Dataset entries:
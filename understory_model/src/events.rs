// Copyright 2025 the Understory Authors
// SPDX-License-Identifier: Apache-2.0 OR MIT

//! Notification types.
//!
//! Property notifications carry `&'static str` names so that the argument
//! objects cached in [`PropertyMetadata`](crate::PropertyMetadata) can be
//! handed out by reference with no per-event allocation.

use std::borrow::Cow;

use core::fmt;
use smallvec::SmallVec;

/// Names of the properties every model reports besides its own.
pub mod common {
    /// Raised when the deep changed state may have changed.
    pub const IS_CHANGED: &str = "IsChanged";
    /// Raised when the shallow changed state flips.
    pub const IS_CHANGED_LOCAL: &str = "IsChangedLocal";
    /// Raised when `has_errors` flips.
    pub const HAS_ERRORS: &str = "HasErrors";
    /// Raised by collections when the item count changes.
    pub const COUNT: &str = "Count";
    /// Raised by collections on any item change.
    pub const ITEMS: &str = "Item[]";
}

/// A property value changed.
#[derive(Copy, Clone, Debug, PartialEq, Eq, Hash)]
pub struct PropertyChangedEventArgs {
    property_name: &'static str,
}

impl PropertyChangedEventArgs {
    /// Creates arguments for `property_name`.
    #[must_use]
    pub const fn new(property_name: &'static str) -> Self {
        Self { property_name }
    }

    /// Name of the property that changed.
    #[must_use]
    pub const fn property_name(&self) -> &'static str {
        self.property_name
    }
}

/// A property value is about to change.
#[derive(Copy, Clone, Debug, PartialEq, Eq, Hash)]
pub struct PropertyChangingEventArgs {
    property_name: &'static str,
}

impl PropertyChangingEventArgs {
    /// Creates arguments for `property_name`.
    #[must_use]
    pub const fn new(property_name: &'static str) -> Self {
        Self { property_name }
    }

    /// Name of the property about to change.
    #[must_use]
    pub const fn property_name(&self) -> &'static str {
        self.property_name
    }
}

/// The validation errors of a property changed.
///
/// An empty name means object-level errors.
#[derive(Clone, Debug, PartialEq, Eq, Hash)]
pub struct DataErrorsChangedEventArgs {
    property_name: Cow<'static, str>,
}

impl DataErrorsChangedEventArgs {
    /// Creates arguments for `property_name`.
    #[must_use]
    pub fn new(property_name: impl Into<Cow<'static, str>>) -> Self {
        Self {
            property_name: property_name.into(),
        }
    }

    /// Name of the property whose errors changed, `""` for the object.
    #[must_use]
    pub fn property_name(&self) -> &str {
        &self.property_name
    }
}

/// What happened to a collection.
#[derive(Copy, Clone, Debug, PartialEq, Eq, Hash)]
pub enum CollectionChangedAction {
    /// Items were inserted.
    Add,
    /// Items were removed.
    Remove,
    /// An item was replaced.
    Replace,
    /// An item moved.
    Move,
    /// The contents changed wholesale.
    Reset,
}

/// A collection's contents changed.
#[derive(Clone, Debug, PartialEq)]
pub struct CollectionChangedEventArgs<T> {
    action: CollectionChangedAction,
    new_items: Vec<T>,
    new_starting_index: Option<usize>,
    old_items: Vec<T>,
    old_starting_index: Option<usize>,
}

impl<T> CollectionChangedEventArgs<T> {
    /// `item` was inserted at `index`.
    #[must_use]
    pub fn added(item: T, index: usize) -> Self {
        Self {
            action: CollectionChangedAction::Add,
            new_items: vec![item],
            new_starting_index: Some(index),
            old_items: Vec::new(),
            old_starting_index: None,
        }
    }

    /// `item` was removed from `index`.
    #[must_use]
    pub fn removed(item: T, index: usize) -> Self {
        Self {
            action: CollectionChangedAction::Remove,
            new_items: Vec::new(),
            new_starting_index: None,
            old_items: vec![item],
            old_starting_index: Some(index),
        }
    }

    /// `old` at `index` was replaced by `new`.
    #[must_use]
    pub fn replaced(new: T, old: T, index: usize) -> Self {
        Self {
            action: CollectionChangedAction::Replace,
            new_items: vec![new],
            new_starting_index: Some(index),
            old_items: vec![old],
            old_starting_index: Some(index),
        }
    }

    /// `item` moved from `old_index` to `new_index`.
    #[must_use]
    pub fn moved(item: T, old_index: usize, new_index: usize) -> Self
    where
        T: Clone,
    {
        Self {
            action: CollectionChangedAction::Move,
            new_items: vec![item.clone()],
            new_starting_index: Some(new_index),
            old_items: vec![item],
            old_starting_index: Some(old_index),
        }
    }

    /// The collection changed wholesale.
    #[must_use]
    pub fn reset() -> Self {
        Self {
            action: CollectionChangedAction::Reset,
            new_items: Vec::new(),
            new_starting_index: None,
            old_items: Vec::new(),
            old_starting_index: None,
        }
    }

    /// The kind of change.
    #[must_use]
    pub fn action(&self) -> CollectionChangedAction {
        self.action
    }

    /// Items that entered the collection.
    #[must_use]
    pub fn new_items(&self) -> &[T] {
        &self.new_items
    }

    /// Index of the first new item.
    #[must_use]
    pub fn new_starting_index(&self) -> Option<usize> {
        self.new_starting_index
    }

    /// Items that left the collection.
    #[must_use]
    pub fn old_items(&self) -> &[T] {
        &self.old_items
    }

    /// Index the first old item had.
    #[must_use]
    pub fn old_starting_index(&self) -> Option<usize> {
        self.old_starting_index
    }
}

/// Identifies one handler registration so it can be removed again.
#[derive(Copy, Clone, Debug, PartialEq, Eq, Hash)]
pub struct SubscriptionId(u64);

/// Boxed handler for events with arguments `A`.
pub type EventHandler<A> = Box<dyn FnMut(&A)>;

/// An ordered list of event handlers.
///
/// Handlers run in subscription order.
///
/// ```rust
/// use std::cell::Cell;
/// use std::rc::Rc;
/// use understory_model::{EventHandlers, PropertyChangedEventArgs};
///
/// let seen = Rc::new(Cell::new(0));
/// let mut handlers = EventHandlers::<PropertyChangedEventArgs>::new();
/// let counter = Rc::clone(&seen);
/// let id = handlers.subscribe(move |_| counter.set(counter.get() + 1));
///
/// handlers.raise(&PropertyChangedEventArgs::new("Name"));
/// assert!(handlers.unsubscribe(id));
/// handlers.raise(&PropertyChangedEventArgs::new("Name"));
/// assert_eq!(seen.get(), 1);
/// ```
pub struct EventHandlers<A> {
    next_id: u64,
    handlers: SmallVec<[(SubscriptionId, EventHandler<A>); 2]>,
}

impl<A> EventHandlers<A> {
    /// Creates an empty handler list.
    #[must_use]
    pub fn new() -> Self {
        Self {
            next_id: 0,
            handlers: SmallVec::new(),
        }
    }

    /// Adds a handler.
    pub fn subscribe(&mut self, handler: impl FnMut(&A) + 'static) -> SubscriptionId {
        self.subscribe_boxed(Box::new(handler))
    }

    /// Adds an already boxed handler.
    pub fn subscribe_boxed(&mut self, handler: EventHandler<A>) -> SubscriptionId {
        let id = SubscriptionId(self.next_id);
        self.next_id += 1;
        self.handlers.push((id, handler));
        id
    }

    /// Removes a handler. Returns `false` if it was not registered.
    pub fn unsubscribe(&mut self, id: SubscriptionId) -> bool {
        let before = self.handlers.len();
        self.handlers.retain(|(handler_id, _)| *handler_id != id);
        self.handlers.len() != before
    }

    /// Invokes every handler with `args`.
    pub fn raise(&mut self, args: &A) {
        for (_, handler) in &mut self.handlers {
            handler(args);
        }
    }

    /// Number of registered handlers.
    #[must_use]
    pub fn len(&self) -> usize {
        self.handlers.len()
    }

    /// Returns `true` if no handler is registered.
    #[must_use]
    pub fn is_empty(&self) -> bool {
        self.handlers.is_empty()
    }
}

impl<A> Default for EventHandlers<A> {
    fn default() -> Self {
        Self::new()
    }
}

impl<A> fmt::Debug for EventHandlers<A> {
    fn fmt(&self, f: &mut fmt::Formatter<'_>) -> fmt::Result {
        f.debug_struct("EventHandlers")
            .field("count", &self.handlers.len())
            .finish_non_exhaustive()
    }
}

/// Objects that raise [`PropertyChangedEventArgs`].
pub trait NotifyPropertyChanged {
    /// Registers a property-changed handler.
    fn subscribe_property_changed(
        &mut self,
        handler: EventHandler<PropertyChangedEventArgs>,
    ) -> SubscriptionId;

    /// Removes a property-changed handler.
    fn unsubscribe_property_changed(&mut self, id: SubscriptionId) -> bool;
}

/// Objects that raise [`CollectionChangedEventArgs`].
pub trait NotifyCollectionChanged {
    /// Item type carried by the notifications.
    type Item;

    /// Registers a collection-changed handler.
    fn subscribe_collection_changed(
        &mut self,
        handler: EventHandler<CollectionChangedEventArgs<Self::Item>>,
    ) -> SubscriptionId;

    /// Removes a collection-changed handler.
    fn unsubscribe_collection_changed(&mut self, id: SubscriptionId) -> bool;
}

Assigned task |
Only the lines above that include the word "collections" belong in the answer; copy each one.

Solution to this task |
    /// Raised by collections when the item count changes.
    /// Raised by collections on any item change.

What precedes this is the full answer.